The Vulgate renders it, “His bones are full of the sins of his youth.” The Septuagint, “His bones are full of his youth.” The Chaldee Paraphrase, “His bones are full of his strength.” The Hebrew literally is, “His bones are full of his secret things” (עלוּמו ‛âlûmāŷ)—referring, as I suppose, to the “secret, long-cherished” faults of his life: the corrupt propensities and desires of his soul that had become seated in his very nature.

These faults would cling to him, leaving a withering influence on his whole system in later years. The effect is what is so often seen when vices corrupt the very physical frame, and the results are seen long into the future. This effect would be evident in the diseases they engendered in his system and in the certainty with which they would bring him down to the grave. The Syriac renders it “marrow,” as if the idea were that he would die full of vigor and strength.

But the sense is rather that his secret lusts would work his certain ruin.
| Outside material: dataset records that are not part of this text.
use std::io::{self, Write};
use std::time::Duration;

use crossterm::cursor::MoveToColumn;
use crossterm::event::{self, Event, KeyCode, KeyEvent, KeyEventKind, KeyModifiers};
use crossterm::queue;
use crossterm::style::Print;
use crossterm::terminal::{self, Clear, ClearType};

use crate::audio::Ticket;
use crate::config;
use crate::library::TrackInfo;
use crate::nav::Notification;

use super::startup::Session;

/// State tracked by the runtime event loop across iterations.
#[derive(Debug, Default)]
pub struct EventLoopState {
    /// Cursor row in the browsed view.
    pub cursor: usize,
    pub now_playing: Option<TrackInfo>,
    pub paused: bool,
    /// True while keys edit the filter query.
    pub filter_mode: bool,
    /// Last error worth showing, cleared by the next key.
    pub message: Option<String>,
}

impl EventLoopState {
    /// Apply navigator notifications in order.
    ///
    /// Returns `true` when the playing entry was reset and nothing new was
    /// requested, i.e. the output has to be silenced.
    fn apply_all(
        &mut self,
        notes: impl IntoIterator<Item = Notification>,
        pending: Option<Ticket>,
    ) -> bool {
        let mut reset = false;
        for note in notes {
            match note {
                Notification::NowPlaying(info) => {
                    self.now_playing = Some(info);
                    self.paused = false;
                    reset = false;
                }
                Notification::Reset => {
                    self.now_playing = None;
                    self.paused = false;
                    reset = true;
                }
                Notification::LoopModeChanged(mode) => {
                    log::debug!("loop mode is now {}", mode.label());
                }
            }
        }
        reset && pending.is_none()
    }

    /// Flip the paused flag; `false` when nothing is loaded to pause.
    fn toggle_pause(&mut self) -> bool {
        if self.now_playing.is_none() {
            return false;
        }
        self.paused = !self.paused;
        true
    }
}

/// Main terminal loop: feeds keys and backend outcomes to the navigator and
/// redraws the status line. Returns `Ok(())` when shutdown is requested.
pub fn run(
    out: &mut impl Write,
    settings: &config::Settings,
    session: &mut Session,
) -> Result<(), Box<dyn std::error::Error>> {
    let mut state = EventLoopState::default();

    loop {
        while let Ok(ev) = session.events.try_recv() {
            session.navigator.handle_backend_event(ev);
        }
        let pending = session.navigator.pending_ticket();
        if state.apply_all(session.notes.try_iter(), pending) {
            session.player.stop();
        }

        let count = session.view.row_count();
        state.cursor = state.cursor.min(count.saturating_sub(1));
        draw_status(out, session, &state)?;

        if event::poll(Duration::from_millis(50))? {
            if let Event::Key(key) = event::read()? {
                if key.kind != KeyEventKind::Press {
                    continue;
                }
                if handle_key_event(key, settings, session, &mut state) {
                    break;
                }
            }
        }
    }

    Ok(())
}

/// Returns `true` when the user asked to quit.
fn handle_key_event(
    key: KeyEvent,
    settings: &config::Settings,
    session: &mut Session,
    state: &mut EventLoopState,
) -> bool {
    state.message = None;
    let view = &session.view;

    if state.filter_mode {
        match key.code {
            KeyCode::Esc => {
                view.set_filter("");
                state.filter_mode = false;
            }
            KeyCode::Enter => state.filter_mode = false,
            KeyCode::Backspace => {
                let mut query = view.filter();
                query.pop();
                view.set_filter(&query);
            }
            KeyCode::Char(c) if !c.is_control() => {
                let mut query = view.filter();
                query.push(c);
                view.set_filter(&query);
                state.cursor = 0;
            }
            _ => {}
        }
        return false;
    }

    match key.code {
        KeyCode::Char('q') | KeyCode::Esc => return quit(settings, session),
        KeyCode::Char('c') if key.modifiers.contains(KeyModifiers::CONTROL) => {
            return quit(settings, session);
        }
        KeyCode::Char('j') | KeyCode::Down => {
            if state.cursor + 1 < view.row_count() {
                state.cursor += 1;
            }
        }
        KeyCode::Char('k') | KeyCode::Up => state.cursor = state.cursor.saturating_sub(1),
        KeyCode::Char('g') => state.cursor = 0,
        KeyCode::Char('G') => state.cursor = view.row_count().saturating_sub(1),
        KeyCode::Char('/') => state.filter_mode = true,
        KeyCode::Char('s') => view.set_sort(view.sort_key().next(), view.is_descending()),
        KeyCode::Char('S') => view.set_sort(view.sort_key(), !view.is_descending()),
        KeyCode::Char('r') => session.navigator.cycle_loop_mode(),
        KeyCode::Char('n') | KeyCode::Char('l') => session.navigator.play_next(),
        KeyCode::Char('p') | KeyCode::Char('h') => session.navigator.play_previous(),
        KeyCode::Char(' ') => {
            if state.toggle_pause() {
                session.player.toggle_pause();
            }
        }
        KeyCode::Enter => {
            let played = session
                .navigator
                .set_playing_view(Some(&**view))
                .and_then(|()| session.navigator.play_row(state.cursor));
            if let Err(e) = played {
                state.message = Some(e.to_string());
            }
        }
        _ => {}
    }

    false
}

fn quit(settings: &config::Settings, session: &mut Session) -> bool {
    if let Err(e) = session.navigator.save_state() {
        log::warn!("failed to save loop state: {e}");
    }
    session
        .player
        .quit_softly(Duration::from_millis(settings.audio.quit_fade_out_ms));
    true
}

fn draw_status(
    out: &mut impl Write,
    session: &Session,
    state: &EventLoopState,
) -> io::Result<()> {
    let view = &session.view;
    let count = view.row_count();

    let playing = match (&state.now_playing, state.paused) {
        (Some(info), true) => format!("paused: {}", info.title),
        (Some(info), false) => format!("playing: {}", info.title),
        (None, _) => "stopped".to_string(),
    };
    let cursor = match view.track(state.cursor) {
        Some(track) => format!("{}/{} {}", state.cursor + 1, count, track.display),
        None => format!("0/{count}"),
    };
    let arrow = if view.is_descending() { "v" } else { "^" };
    let filter = if state.filter_mode {
        format!(" | /{}_", view.filter())
    } else if view.filter().is_empty() {
        String::new()
    } else {
        format!(" | /{}", view.filter())
    };

    let mut line = format!(
        "{} [{}] {} | {} | sort: {} {}{}",
        view.collection().borrow().name(),
        session.navigator.loop_mode().label(),
        playing,
        cursor,
        view.sort_key().label(),
        arrow,
        filter,
    );
    if let Some(msg) = &state.message {
        line.push_str(" | ");
        line.push_str(msg);
    }

    let width = terminal::size().map(|(w, _)| w as usize).unwrap_or(80);
    let line: String = line.chars().take(width.saturating_sub(1)).collect();

    queue!(
        out,
        MoveToColumn(0),
        Clear(ClearType::CurrentLine),
        Print(line)
    )?;
    out.flush()
}

#[cfg(test)]
mod tests {
    use super::*;
    use std::path::PathBuf;

    fn info(title: &str) -> TrackInfo {
        TrackInfo {
            path: PathBuf::from(format!("/music/{title}.mp3")),
            title: title.to_string(),
            artist: None,
            album: None,
            start: None,
            duration: None,
            play_count: 0,
        }
    }

    #[test]
    fn reset_without_a_new_request_stops_the_output() {
        let mut state = EventLoopState::default();
        state.apply_all([Notification::NowPlaying(info("a"))], Some(Ticket(1)));

        assert!(state.apply_all([Notification::Reset], None));
        assert!(state.now_playing.is_none());
    }

    #[test]
    fn reset_before_the_next_row_keeps_the_output() {
        let mut state = EventLoopState::default();
        let notes = [Notification::Reset, Notification::NowPlaying(info("b"))];

        assert!(!state.apply_all(notes, Some(Ticket(2))));
        assert_eq!(state.now_playing.as_ref().map(|i| i.title.as_str()), Some("b"));
    }

    #[test]
    fn reset_followed_by_loop_change_still_stops() {
        let mut state = EventLoopState::default();
        let notes = [
            Notification::Reset,
            Notification::LoopModeChanged(crate::nav::LoopMode::RepeatAll),
        ];
        assert!(state.apply_all(notes, None));
        assert!(!state.apply_all(std::iter::empty(), None));
    }

    #[test]
    fn pause_toggles_only_with_something_loaded() {
        let mut state = EventLoopState::default();
        assert!(!state.toggle_pause());
        assert!(!state.paused);

        state.apply_all([Notification::NowPlaying(info("a"))], Some(Ticket(1)));
        assert!(state.toggle_pause());
        assert!(state.paused);

        state.apply_all([Notification::Reset], None);
        assert!(!state.paused);
        assert!(!state.toggle_pause());
    }
}
use std::path::Path;
use std::sync::mpsc::{self, Receiver, Sender};
use std::sync::{Arc, Mutex};
use std::thread::JoinHandle;
use std::time::Duration;

use crate::config::AudioSettings;
use crate::error::{Error, Result};

use super::thread::spawn_audio_thread;
use super::types::{AudioCmd, Backend, BackendEvent, Ticket};

/// Handle to the audio thread. Clones talk to the same thread.
#[derive(Clone)]
pub struct AudioPlayer {
    tx: Sender<AudioCmd>,
    join: Arc<Mutex<Option<JoinHandle<()>>>>,
}

impl AudioPlayer {
    /// Open the default output device on a dedicated thread.
    ///
    /// Returns the player and the receiver on which play outcomes arrive.
    pub fn new(settings: AudioSettings) -> Result<(Self, Receiver<BackendEvent>)> {
        let (tx, rx) = mpsc::channel::<AudioCmd>();
        let (events_tx, events_rx) = mpsc::channel::<BackendEvent>();
        let (ready_tx, ready_rx) = mpsc::channel::<std::result::Result<(), String>>();

        let handle = spawn_audio_thread(rx, events_tx, ready_tx, settings);

        match ready_rx.recv() {
            Ok(Ok(())) => {}
            Ok(Err(reason)) => return Err(Error::AudioOutput(reason)),
            Err(_) => return Err(Error::AudioOutput("audio thread exited".into())),
        }

        let player = Self {
            tx,
            join: Arc::new(Mutex::new(Some(handle))),
        };
        Ok((player, events_rx))
    }

    pub fn send(&self, cmd: AudioCmd) -> std::result::Result<(), mpsc::SendError<AudioCmd>> {
        self.tx.send(cmd)
    }

    pub fn toggle_pause(&self) {
        let _ = self.send(AudioCmd::TogglePause);
    }

    pub fn stop(&self) {
        let _ = self.send(AudioCmd::Stop);
    }

    pub fn quit_softly(&self, fade_out: Duration) {
        let _ = self.send(AudioCmd::Quit {
            fade_out_ms: fade_out.as_millis() as u64,
        });

        if let Ok(mut j) = self.join.lock() {
            if let Some(h) = j.take() {
                let _ = h.join();
            }
        }
    }
}

impl Backend for AudioPlayer {
    fn play_file(&mut self, ticket: Ticket, path: &Path) {
        let _ = self.send(AudioCmd::PlayFile {
            ticket,
            path: path.to_path_buf(),
        });
    }

    fn play_section(
        &mut self,
        ticket: Ticket,
        path: &Path,
        start: Duration,
        duration: Option<Duration>,
    ) {
        let _ = self.send(AudioCmd::PlaySection {
            ticket,
            path: path.to_path_buf(),
            start,
            duration,
        });
    }

    fn play(&mut self, ticket: Ticket) {
        let _ = self.send(AudioCmd::Replay(ticket));
    }
}
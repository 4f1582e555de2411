use std::path::PathBuf;
use std::rc::Rc;
use std::sync::mpsc::{self, Receiver, Sender};

use crate::audio::{Backend, BackendEvent, Ticket};
use crate::config::{LibrarySettings, StateStore};
use crate::error::{Error, Result};
use crate::library::{
    Collection, CollectionId, Decoration, RowId, SharedCollection, TrackInfo, audio_files,
};
use crate::view::{FilteredView, PooledView, ViewId, ViewPool, ViewRef};

use super::loop_mode::LoopMode;

/// Broadcast to subscribers; nobody acknowledges them.
#[derive(Debug, Clone, PartialEq, Eq)]
pub enum Notification {
    /// A row started playing with this metadata.
    NowPlaying(TrackInfo),
    /// The playing entry was cleared.
    Reset,
    LoopModeChanged(LoopMode),
}

enum Playing {
    Pooled(PooledView),
    /// The navigator's own view over its temporary collection.
    Transient,
}

/// Decides what plays next and keeps track of what is playing.
///
/// The navigator holds one playing view (a pool reference, or its private
/// view over ad hoc files) and a [`RowId`] for the playing entry. The row
/// handle is resolved against the view on every call, so re-sorting,
/// re-filtering or editing the collection never loses the position.
///
/// All methods run on the control thread. Backend outcomes arrive through
/// [`Navigator::handle_backend_event`].
pub struct Navigator {
    pool: ViewPool,
    backend: Box<dyn Backend>,
    store: Box<dyn StateStore>,
    listeners: Vec<Sender<Notification>>,
    library: LibrarySettings,

    playing: Option<Playing>,
    /// Collection behind `playing`; set and cleared together with it.
    collection: Option<SharedCollection>,
    current: Option<RowId>,
    loop_mode: LoopMode,

    last_ticket: Ticket,
    /// Request whose outcome we are waiting for.
    pending: Option<Ticket>,

    temporary: SharedCollection,
    temporary_view: ViewRef,
}

impl Navigator {
    pub fn new(pool: ViewPool, backend: Box<dyn Backend>, store: Box<dyn StateStore>) -> Self {
        Self::with_temporary(pool, backend, store, Collection::new("Temporary"))
    }

    /// Like [`Navigator::new`], with the collection used for ad hoc file lists.
    pub fn with_temporary(
        pool: ViewPool,
        backend: Box<dyn Backend>,
        store: Box<dyn StateStore>,
        temporary: Collection,
    ) -> Self {
        let temporary = temporary.into_shared();
        // Never registered in the pool; lives as long as the navigator.
        let temporary_view = Rc::new(FilteredView::new(&temporary));
        Self {
            pool,
            backend,
            store,
            listeners: Vec::new(),
            library: LibrarySettings::default(),
            playing: None,
            collection: None,
            current: None,
            loop_mode: LoopMode::default(),
            last_ticket: Ticket::default(),
            pending: None,
            temporary,
            temporary_view,
        }
    }

    /// Settings used to pick playable files in [`Navigator::play_temporary_files`].
    pub fn set_library_settings(&mut self, settings: LibrarySettings) {
        self.library = settings;
    }

    pub fn subscribe(&mut self) -> Receiver<Notification> {
        let (tx, rx) = mpsc::channel();
        self.listeners.push(tx);
        rx
    }

    pub fn pool(&self) -> &ViewPool {
        &self.pool
    }

    pub fn loop_mode(&self) -> LoopMode {
        self.loop_mode
    }

    pub fn playing_view(&self) -> Option<ViewRef> {
        match self.playing.as_ref()? {
            Playing::Pooled(view) => Some(Rc::clone(view.view_ref())),
            Playing::Transient => Some(Rc::clone(&self.temporary_view)),
        }
    }

    pub fn playing_collection(&self) -> Option<SharedCollection> {
        self.collection.clone()
    }

    pub fn temporary_view(&self) -> &ViewRef {
        &self.temporary_view
    }

    pub fn is_temporary_playing(&self) -> bool {
        matches!(self.playing, Some(Playing::Transient))
    }

    /// Handle of the playing entry, if it still exists.
    pub fn current_row_id(&self) -> Option<RowId> {
        self.current_source_row().and(self.current)
    }

    /// Row of the playing entry in the playing view.
    pub fn current_row(&self) -> Option<usize> {
        let view = self.playing_view()?;
        self.current_row_in(&view)
    }

    pub fn pending_ticket(&self) -> Option<Ticket> {
        self.pending
    }

    /// Load the persisted loop mode; anything unreadable means `NoRepeat`.
    pub fn restore_state(&mut self) {
        let state = match self.store.load_loop_state() {
            Ok(v) => v.unwrap_or(LoopMode::NoRepeat.index()),
            Err(e) => {
                log::warn!("cannot read loop state, using default: {e}");
                LoopMode::NoRepeat.index()
            }
        };
        self.set_loop_state(state);
    }

    pub fn save_state(&mut self) -> Result<()> {
        self.store.save_loop_state(self.loop_mode.index())
    }

    /// Make `view` the playing view.
    ///
    /// Passing the view that is already playing does nothing. Otherwise the
    /// playing entry is reset and the previous view released. Apart from the
    /// navigator's temporary view, `view` must be a pool member: the navigator
    /// takes its own reference on it.
    pub fn set_playing_view(&mut self, view: Option<&FilteredView>) -> Result<()> {
        if view.map(FilteredView::id) == self.playing_view_id() {
            return Ok(());
        }

        let next = match view {
            None => None,
            Some(v) if v.id() == self.temporary_view.id() => Some(Playing::Transient),
            Some(v) => Some(Playing::Pooled(self.pool.reference(v)?)),
        };

        self.reset_all();
        self.collection = view.map(|v| Rc::clone(v.collection()));
        self.playing = next;
        Ok(())
    }

    /// Start playing row `row` of the playing view.
    pub fn play_row(&mut self, row: usize) -> Result<()> {
        let view = self.playing_view().ok_or(Error::NoActiveView)?;
        let len = view.row_count();
        if row >= len {
            return Err(Error::RowOutOfRange { row, len });
        }
        self.start_row(&view, row);
        Ok(())
    }

    pub fn play_next(&mut self) {
        self.play_next_song(false);
    }

    pub fn play_previous(&mut self) {
        let Some(view) = self.playing_view() else {
            self.reset_all();
            return;
        };
        let count = view.row_count();

        let Some(current) = self.current_row_in(&view) else {
            if count > 0 {
                self.start_row(&view, count - 1);
            }
            return;
        };

        if current > 0 {
            self.start_row(&view, current - 1);
        } else if self.loop_mode == LoopMode::RepeatAll {
            self.start_row(&view, count - 1);
        } else {
            log::info!("reached the start of the playing list");
            self.reset_current();
        }
    }

    /// The backend finished the playing entry.
    pub fn on_playback_finished(&mut self) {
        if let (Some(row), Some(c)) = (self.current_source_row(), &self.collection) {
            c.borrow_mut().add_play_count(row);
        }

        if self.loop_mode == LoopMode::RepeatTrack && self.current_source_row().is_some() {
            let ticket = self.pending.unwrap_or(self.last_ticket);
            self.pending = Some(ticket);
            self.backend.play(ticket);
            return;
        }

        self.play_next();
    }

    /// The backend could not play the playing entry: skip it without
    /// wrapping and mark it as unplayable.
    pub fn on_playback_failed(&mut self) {
        let failed = self.current_row_id();
        if let Some(row) = self.current_row() {
            log::warn!("cannot play row {row}, skipping");
        }

        self.play_next_song(true);

        if let (Some(id), Some(c)) = (failed, &self.collection) {
            let mut c = c.borrow_mut();
            if let Some(row) = c.row_of(id) {
                c.set_decoration(row, Decoration::CannotPlay);
            }
        }
    }

    /// Dispatch a backend outcome, dropping it when it does not belong to
    /// the request we are waiting for or the row it played is gone.
    pub fn handle_backend_event(&mut self, event: BackendEvent) {
        if self.pending != Some(event.ticket()) {
            log::debug!("ignoring stale {event:?}, waiting for {:?}", self.pending);
            return;
        }
        if self.current_row_id().is_none() {
            log::debug!("ignoring {event:?}, its row was removed");
            self.pending = None;
            return;
        }
        match event {
            BackendEvent::Finished(_) => self.on_playback_finished(),
            BackendEvent::CannotLoadFile(_) => self.on_playback_failed(),
        }
    }

    /// Set the loop mode from a stored integer, taken modulo the number of modes.
    pub fn set_loop_state(&mut self, state: i64) {
        self.set_loop_mode(LoopMode::from_index(state));
    }

    pub fn set_loop_mode(&mut self, mode: LoopMode) {
        self.loop_mode = mode;
        self.notify(Notification::LoopModeChanged(mode));
    }

    pub fn cycle_loop_mode(&mut self) {
        self.set_loop_state(self.loop_mode.index() + 1);
    }

    /// Replace the temporary list with the playable files among `paths` and
    /// play its first entry. Bypasses the pool.
    pub fn play_temporary_files(&mut self, paths: &[PathBuf]) {
        let tracks = {
            let c = self.temporary.borrow();
            audio_files(paths, &self.library, c.analyzer())
        };
        {
            let mut c = self.temporary.borrow_mut();
            c.clear();
            c.extend(tracks);
        }

        if self.temporary_view.is_empty() {
            log::info!("none of the {} given files is playable", paths.len());
            return;
        }

        let view = Rc::clone(&self.temporary_view);
        if let Err(e) = self.set_playing_view(Some(&view)) {
            log::error!("cannot switch to the temporary list: {e}");
            return;
        }
        self.start_row(&view, 0);
    }

    /// Drop everything that points into `collection` before it goes away.
    pub fn on_collection_about_to_be_removed(&mut self, collection: CollectionId) {
        let affected = self
            .collection
            .as_ref()
            .is_some_and(|c| c.borrow().id() == collection);
        if affected {
            log::debug!("playing collection {collection:?} is being removed");
            self.reset_all();
        }
    }

    /// Clear the playing entry but keep the playing view.
    pub fn reset_current_playing(&mut self) {
        self.reset_current();
    }

    fn playing_view_id(&self) -> Option<ViewId> {
        match self.playing.as_ref()? {
            Playing::Pooled(view) => Some(view.id()),
            Playing::Transient => Some(self.temporary_view.id()),
        }
    }

    fn current_source_row(&self) -> Option<usize> {
        let id = self.current?;
        self.collection.as_ref()?.borrow().row_of(id)
    }

    fn current_row_in(&self, view: &FilteredView) -> Option<usize> {
        view.row_of(self.current?)
    }

    /// Shared by `play_next` and the failure path; `cannot_load` disables the
    /// wrap at the end so a list of unplayable files terminates.
    fn play_next_song(&mut self, cannot_load: bool) {
        let Some(view) = self.playing_view() else {
            self.reset_all();
            return;
        };
        let count = view.row_count();

        let Some(current) = self.current_row_in(&view) else {
            if count > 0 {
                self.start_row(&view, 0);
            }
            return;
        };

        if current + 1 < count {
            self.start_row(&view, current + 1);
        } else if self.loop_mode == LoopMode::RepeatAll && !cannot_load {
            self.start_row(&view, 0);
        } else {
            log::info!("reached the end of the playing list");
            self.reset_current();
        }
    }

    /// `row` must be in range for `view`.
    fn start_row(&mut self, view: &FilteredView, row: usize) {
        self.reset_current();
        let Some(collection) = self.collection.clone() else {
            return;
        };
        let Some(id) = view.row_id(row) else {
            log::error!("view row {row} has no backing row");
            return;
        };
        self.current = Some(id);

        let parsed = {
            let mut c = collection.borrow_mut();
            let Some(source) = c.row_of(id) else {
                return;
            };
            c.set_decoration(source, Decoration::NowPlaying);
            c.reanalyse(source).map(|info| (source, info))
        };

        let (source, info) = match parsed {
            Ok(v) => v,
            Err(e) => {
                log::warn!("not playing row {row}: {e}");
                return;
            }
        };

        log::debug!("playing row {row}: {}", info.path.display());
        self.notify(Notification::NowPlaying(info.clone()));
        collection.borrow_mut().update_row(source, &info);

        let ticket = self.last_ticket.next();
        self.last_ticket = ticket;
        self.pending = Some(ticket);
        match info.start {
            None => self.backend.play_file(ticket, &info.path),
            Some(start) => self
                .backend
                .play_section(ticket, &info.path, start, info.duration),
        }
    }

    fn reset_current(&mut self) {
        self.notify(Notification::Reset);
        self.pending = None;
        let Some(id) = self.current.take() else {
            return;
        };
        if let Some(c) = &self.collection {
            let mut c = c.borrow_mut();
            if let Some(row) = c.row_of(id) {
                c.set_decoration(row, Decoration::None);
            }
        }
    }

    fn release_playing(&mut self) {
        if let Some(Playing::Pooled(mut view)) = self.playing.take() {
            view.release();
        }
        self.collection = None;
    }

    fn reset_all(&mut self) {
        self.reset_current();
        self.release_playing();
    }

    fn notify(&mut self, notification: Notification) {
        self.listeners
            .retain(|tx| tx.send(notification.clone()).is_ok());
    }
}

impl Drop for Navigator {
    fn drop(&mut self) {
        if let Err(e) = self.save_state() {
            log::warn!("failed to save loop state: {e}");
        }
    }
}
Which shall lie down with him - This means that the results of his secret sins shall lie down with him in the grave. He will never get rid of them. He has indulged in his sins for so long, they have so thoroughly pervaded his nature, and he so delights to cherish them, that they will accompany him to the tomb.

There is truth in this representation. Wicked people often indulge in secret sin for so long that it seems to pervade their whole system. Nothing will remove it; and it lives and acts until the body is committed to the dust, and the soul sinks ruined into hell.